The Taiwan Cultural Association, founded by Chiang Wei-shui, was a pivotal starting point. This New Culture Movement was fundamentally a political movement rooted in anti-Japanese national liberation. It was also influenced by the New Literature Movement and May Fourth Movement sweeping mainland China, and centred on the promotion of vernacular writing and realism.

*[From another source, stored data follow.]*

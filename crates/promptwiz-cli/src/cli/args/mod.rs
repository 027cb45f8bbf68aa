use clap::{ArgGroup, Args, Parser, Subcommand};
use std::path::PathBuf;

#[derive(Parser)]
#[command(
    name = "promptwiz",
    version,
    about = "Evaluate PromptWiz prompts from the command line"
)]
pub struct Cli {
    #[command(subcommand)]
    pub cmd: Command,
}

#[derive(Subcommand)]
pub enum Command {
    /// Evaluate one or more prompts and print the result set as JSON
    Evaluate(EvaluateArgs),
    Version,
}

#[derive(Args, Debug, Clone)]
#[command(group(
    ArgGroup::new("input")
        .required(true)
        .multiple(true)
        .args(["prompt_id", "queries"])
))]
pub struct EvaluateArgs {
    /// Prompt ID for an inline query
    #[arg(long)]
    pub prompt_id: Option<u64>,

    /// Prompt argument for the inline query (repeatable)
    /// Example: --arg topic=rust --arg tone=formal
    #[arg(long = "arg", value_name = "KEY=VALUE", value_parser = parse_key_val, requires = "prompt_id")]
    pub args: Vec<(String, String)>,

    /// Correlation ID echoed back in the inline query's result
    #[arg(long, requires = "prompt_id")]
    pub link_id: Option<String>,

    /// Upstream model API key for the inline query
    #[arg(long, requires = "prompt_id")]
    pub model_api_key: Option<String>,

    /// JSON file containing an array of queries
    /// Example: [{"promptId": 1, "args": {"topic": "rust"}, "linkId": "a"}]
    #[arg(long, value_name = "FILE")]
    pub queries: Option<PathBuf>,

    /// Whether a result set missing some queries is acceptable (not sent when omitted)
    #[arg(long, value_name = "BOOL")]
    pub accept_partial: Option<bool>,

    #[command(flatten)]
    pub connection: ConnectionArgs,
}

/// Connection settings shared by commands talking to the service.
#[derive(Args, Debug, Clone)]
pub struct ConnectionArgs {
    /// PromptWiz API key
    #[arg(long, env = "PROMPTWIZ_API_KEY", hide_env_values = true)]
    pub api_key: Option<String>,

    /// PromptWiz base URL
    #[arg(long, env = "PROMPTWIZ_URL")]
    pub url: Option<String>,

    /// PromptWiz API version
    #[arg(long, env = "PROMPTWIZ_API_VERSION")]
    pub api_version: Option<String>,

    /// Request timeout in seconds
    #[arg(long, env = "PROMPTWIZ_TIMEOUT")]
    pub timeout_secs: Option<u64>,
}

fn parse_key_val(s: &str) -> Result<(String, String), String> {
    let (key, value) = s
        .split_once('=')
        .ok_or_else(|| format!("expected KEY=VALUE, got '{s}'"))?;
    if key.is_empty() {
        return Err(format!("empty key in '{s}'"));
    }
    Ok((key.to_string(), value.to_string()))
}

In 1924, Chang Wo-chun, returning from mainland China, published “A Letter to Taiwan’s Youth” in Taiwan Minpō, igniting a battle between proponents of the new and old literary traditions. The period from 1921 to 1925 was a germination phase, largely confined to theoretical debate with little actual creative output, marked by a strong reformist intent. 1926 to 1930 was a period of growth, with a significantly greater proportion of professional writers participating. 1931 to 1937 was Taiwan literature’s golden age, producing an abundance of outstanding fiction, drama, poetry, and prose; this period also saw debates over “Taiwanese vernacular writing” and “nativist literature.” The movement was cut off during the Japanization period from 1937 to 1945, resuming again in the 1970s.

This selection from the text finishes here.